SUMMARY OF BACKGROUND DATA: PJF and PJK are significant complications and it remains unclear what are the specific drivers behind the development of either. There exist no predictive model that could potentially aid in the clinical decision making for adult patients undergoing deformity correction.

METHODS: Inclusion criteria: age ≥18, ASD, ≥4 levels fused. Variables included in the model were: demographics, primary/revision, use of 3-column osteotomy, UIV/LIV levels and UIV implant type (screw, hooks), number of levels fused, and baseline sagittal radiographs (PT, PI-LL, TK, and SVA). PJK was defined as an increase from baseline of proximal junctional angle ≥ 20° with concomitant deterioration of at least 1 SRS-Schwab sagittal modifier grade from 6wks postop. PJF was defined as requiring revision for PJK. An ensemble of decision trees were constructed using the C5.0 algorithm with 5 different bootstrapped models, and internally validated via a 70:30 data split for training and testing. Accuracy and the area under a receiver operator characteristic curve (AUC) were calculated.

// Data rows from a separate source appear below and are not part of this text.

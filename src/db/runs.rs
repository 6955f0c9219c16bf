//! Run history in `sync_runs`.

use rusqlite::params;

use super::{ActivityDb, DbError, DbSyncRun};

impl ActivityDb {
    pub fn record_run(&self, run: &DbSyncRun) -> Result<(), DbError> {
        self.conn.execute(
            "INSERT INTO sync_runs
                (id, started_at, finished_at, existing_count, latest_count, final_count,
                 inserted, pruned, failed_records, outcome)
             VALUES (?1, ?2, ?3, ?4, ?5, ?6, ?7, ?8, ?9, ?10)",
            params![
                run.id,
                run.started_at,
                run.finished_at,
                run.existing_count,
                run.latest_count,
                run.final_count,
                run.inserted,
                run.pruned,
                run.failed_records,
                run.outcome,
            ],
        )?;
        Ok(())
    }

    /// Most recent runs first.
    pub fn recent_runs(&self, limit: usize) -> Result<Vec<DbSyncRun>, DbError> {
        let mut stmt = self.conn.prepare(
            "SELECT id, started_at, finished_at, existing_count, latest_count, final_count,
                    inserted, pruned, failed_records, outcome
             FROM sync_runs
             ORDER BY started_at DESC
             LIMIT ?1",
        )?;
        let rows = stmt.query_map([limit as i64], |row| {
            Ok(DbSyncRun {
                id: row.get(0)?,
                started_at: row.get(1)?,
                finished_at: row.get(2)?,
                existing_count: row.get(3)?,
                latest_count: row.get(4)?,
                final_count: row.get(5)?,
                inserted: row.get(6)?,
                pruned: row.get(7)?,
                failed_records: row.get(8)?,
                outcome: row.get(9)?,
            })
        })?;

        let mut runs = Vec::new();
        for row in rows {
            runs.push(row?);
        }
        Ok(runs)
    }
}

RESULTS: 510 patients were included, with 357 for model training and 153 as testing targets (PJF: 37, PJK: 102). The overall model accuracy was 86.3% with an AUC of 0.89 indicating a good model fit. The 7 strongest (importance ≥0.95) predictors were: age, LIV, pre-operative SVA, UIV implant type, UIV, pre-operative PT, and pre-operative PI-LL.

CONCLUSIONS: A successful model (86% accuracy, 0.89 AUC) was built predicting either PJF or clinically significant PJK. This model can set the groundwork for preop point of care decision making, risk stratification, and need for prophylactic strategies for patients undergoing ASD surgery.